» YOUR ASSIGNMENT: The word "crate" occurs in some of the lines below; copy each of those lines.

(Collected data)
◆ ◆ ◆ ◆ ◆ ◆ ◆

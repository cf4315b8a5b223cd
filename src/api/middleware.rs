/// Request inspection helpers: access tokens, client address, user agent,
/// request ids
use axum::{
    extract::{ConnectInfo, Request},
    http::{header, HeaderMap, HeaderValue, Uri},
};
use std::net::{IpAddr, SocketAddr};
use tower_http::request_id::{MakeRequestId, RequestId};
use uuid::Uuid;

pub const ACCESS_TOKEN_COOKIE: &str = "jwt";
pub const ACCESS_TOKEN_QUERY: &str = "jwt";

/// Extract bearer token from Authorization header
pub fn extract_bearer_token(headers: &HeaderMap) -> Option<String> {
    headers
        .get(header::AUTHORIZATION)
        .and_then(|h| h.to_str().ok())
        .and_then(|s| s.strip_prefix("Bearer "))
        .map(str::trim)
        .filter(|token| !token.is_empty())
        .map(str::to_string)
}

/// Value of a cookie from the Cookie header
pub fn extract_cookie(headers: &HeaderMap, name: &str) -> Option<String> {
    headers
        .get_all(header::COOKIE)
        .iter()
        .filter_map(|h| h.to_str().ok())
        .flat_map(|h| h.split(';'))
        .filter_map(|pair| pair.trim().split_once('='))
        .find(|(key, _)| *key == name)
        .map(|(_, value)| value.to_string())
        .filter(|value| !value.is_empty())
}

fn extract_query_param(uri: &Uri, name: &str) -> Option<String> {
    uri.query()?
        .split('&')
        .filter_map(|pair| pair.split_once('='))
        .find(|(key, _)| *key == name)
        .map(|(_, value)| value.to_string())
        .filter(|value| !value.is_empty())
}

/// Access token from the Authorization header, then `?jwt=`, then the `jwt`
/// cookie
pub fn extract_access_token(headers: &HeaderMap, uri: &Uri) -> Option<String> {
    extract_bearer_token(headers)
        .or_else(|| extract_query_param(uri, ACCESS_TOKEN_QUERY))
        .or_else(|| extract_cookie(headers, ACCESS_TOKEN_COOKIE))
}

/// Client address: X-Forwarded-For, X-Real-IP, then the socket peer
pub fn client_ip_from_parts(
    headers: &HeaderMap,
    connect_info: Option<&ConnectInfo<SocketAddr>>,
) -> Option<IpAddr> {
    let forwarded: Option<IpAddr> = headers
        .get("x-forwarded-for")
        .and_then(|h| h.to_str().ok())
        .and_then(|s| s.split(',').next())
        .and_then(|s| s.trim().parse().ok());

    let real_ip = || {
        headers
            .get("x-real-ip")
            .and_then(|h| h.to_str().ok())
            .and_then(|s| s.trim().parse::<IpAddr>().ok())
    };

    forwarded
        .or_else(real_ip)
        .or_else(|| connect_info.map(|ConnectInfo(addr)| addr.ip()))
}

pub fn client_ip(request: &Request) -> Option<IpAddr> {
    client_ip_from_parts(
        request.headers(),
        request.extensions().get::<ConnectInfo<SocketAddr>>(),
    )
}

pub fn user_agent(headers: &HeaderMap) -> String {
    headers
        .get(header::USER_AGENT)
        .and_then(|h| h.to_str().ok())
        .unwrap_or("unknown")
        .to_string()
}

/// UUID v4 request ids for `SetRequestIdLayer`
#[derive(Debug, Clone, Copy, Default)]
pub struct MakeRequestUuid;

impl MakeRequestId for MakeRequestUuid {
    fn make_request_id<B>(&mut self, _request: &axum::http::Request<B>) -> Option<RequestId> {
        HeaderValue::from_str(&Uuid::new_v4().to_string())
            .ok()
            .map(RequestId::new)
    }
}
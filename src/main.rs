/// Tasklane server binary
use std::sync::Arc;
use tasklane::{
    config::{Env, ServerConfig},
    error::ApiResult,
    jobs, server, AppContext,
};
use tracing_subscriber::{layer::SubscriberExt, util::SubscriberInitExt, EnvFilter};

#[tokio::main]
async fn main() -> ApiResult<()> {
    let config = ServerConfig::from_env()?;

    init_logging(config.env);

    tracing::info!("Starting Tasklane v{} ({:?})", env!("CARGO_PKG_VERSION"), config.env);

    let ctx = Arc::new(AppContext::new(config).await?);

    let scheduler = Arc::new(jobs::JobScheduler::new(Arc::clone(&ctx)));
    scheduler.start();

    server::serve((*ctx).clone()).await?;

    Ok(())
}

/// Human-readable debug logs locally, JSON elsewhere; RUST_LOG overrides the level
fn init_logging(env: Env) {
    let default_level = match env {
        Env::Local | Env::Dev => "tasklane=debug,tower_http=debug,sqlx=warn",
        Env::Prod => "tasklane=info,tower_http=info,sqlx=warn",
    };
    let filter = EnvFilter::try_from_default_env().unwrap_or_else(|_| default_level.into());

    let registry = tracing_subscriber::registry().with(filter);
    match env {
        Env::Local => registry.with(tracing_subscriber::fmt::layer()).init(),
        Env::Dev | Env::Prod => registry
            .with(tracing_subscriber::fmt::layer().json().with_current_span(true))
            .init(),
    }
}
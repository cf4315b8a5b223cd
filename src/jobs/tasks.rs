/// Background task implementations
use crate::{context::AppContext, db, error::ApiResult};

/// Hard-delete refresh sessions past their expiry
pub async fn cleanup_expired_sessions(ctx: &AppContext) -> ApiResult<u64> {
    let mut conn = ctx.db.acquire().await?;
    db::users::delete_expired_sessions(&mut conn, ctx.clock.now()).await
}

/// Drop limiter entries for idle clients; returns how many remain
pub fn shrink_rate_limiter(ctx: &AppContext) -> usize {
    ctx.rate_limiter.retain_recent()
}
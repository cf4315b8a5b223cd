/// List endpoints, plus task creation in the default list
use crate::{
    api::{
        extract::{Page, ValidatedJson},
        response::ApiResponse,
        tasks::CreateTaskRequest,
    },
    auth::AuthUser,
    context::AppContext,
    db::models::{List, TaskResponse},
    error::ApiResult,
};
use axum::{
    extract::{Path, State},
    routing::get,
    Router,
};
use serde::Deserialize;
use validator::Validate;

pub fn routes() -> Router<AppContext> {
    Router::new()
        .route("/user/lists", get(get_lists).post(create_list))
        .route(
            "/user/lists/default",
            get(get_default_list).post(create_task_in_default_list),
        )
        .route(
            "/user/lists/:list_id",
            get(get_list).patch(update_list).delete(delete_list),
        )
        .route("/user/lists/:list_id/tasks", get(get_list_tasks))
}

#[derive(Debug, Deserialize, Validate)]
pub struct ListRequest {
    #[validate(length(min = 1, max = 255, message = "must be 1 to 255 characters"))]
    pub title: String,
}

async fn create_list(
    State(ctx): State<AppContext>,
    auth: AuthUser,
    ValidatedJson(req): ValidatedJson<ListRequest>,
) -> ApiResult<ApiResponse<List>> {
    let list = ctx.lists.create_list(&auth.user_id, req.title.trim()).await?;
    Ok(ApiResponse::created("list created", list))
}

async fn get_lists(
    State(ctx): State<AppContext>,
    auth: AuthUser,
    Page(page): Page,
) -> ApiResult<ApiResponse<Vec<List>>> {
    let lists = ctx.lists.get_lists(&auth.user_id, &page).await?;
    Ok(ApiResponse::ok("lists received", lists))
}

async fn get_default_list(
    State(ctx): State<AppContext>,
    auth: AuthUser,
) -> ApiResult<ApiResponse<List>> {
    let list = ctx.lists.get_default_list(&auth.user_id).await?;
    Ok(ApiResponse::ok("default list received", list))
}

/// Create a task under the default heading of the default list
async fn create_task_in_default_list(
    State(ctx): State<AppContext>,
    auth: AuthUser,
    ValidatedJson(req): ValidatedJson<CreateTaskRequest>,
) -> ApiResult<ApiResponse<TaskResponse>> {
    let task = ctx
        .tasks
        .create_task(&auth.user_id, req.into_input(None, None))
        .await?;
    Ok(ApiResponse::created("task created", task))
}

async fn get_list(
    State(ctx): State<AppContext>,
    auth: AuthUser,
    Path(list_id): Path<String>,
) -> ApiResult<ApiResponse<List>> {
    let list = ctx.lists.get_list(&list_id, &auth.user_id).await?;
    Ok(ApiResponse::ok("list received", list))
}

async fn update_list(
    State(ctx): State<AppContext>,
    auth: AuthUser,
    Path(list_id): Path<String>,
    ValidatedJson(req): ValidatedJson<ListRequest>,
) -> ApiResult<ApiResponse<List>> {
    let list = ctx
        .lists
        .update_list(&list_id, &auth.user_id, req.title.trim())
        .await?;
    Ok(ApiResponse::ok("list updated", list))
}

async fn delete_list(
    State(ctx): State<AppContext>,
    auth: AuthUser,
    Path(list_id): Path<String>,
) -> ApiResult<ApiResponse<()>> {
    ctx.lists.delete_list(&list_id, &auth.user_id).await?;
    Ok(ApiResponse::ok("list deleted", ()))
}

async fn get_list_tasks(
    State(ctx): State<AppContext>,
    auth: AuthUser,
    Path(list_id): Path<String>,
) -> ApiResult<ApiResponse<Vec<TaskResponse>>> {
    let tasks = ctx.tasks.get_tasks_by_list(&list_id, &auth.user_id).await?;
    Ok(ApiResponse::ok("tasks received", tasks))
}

◆ ◆ ◆ ◆ ◆ ◆ ◆

» PROBLEM SOLUTION:
use crate::{context::AppContext, db, error::ApiResult};
use crate::{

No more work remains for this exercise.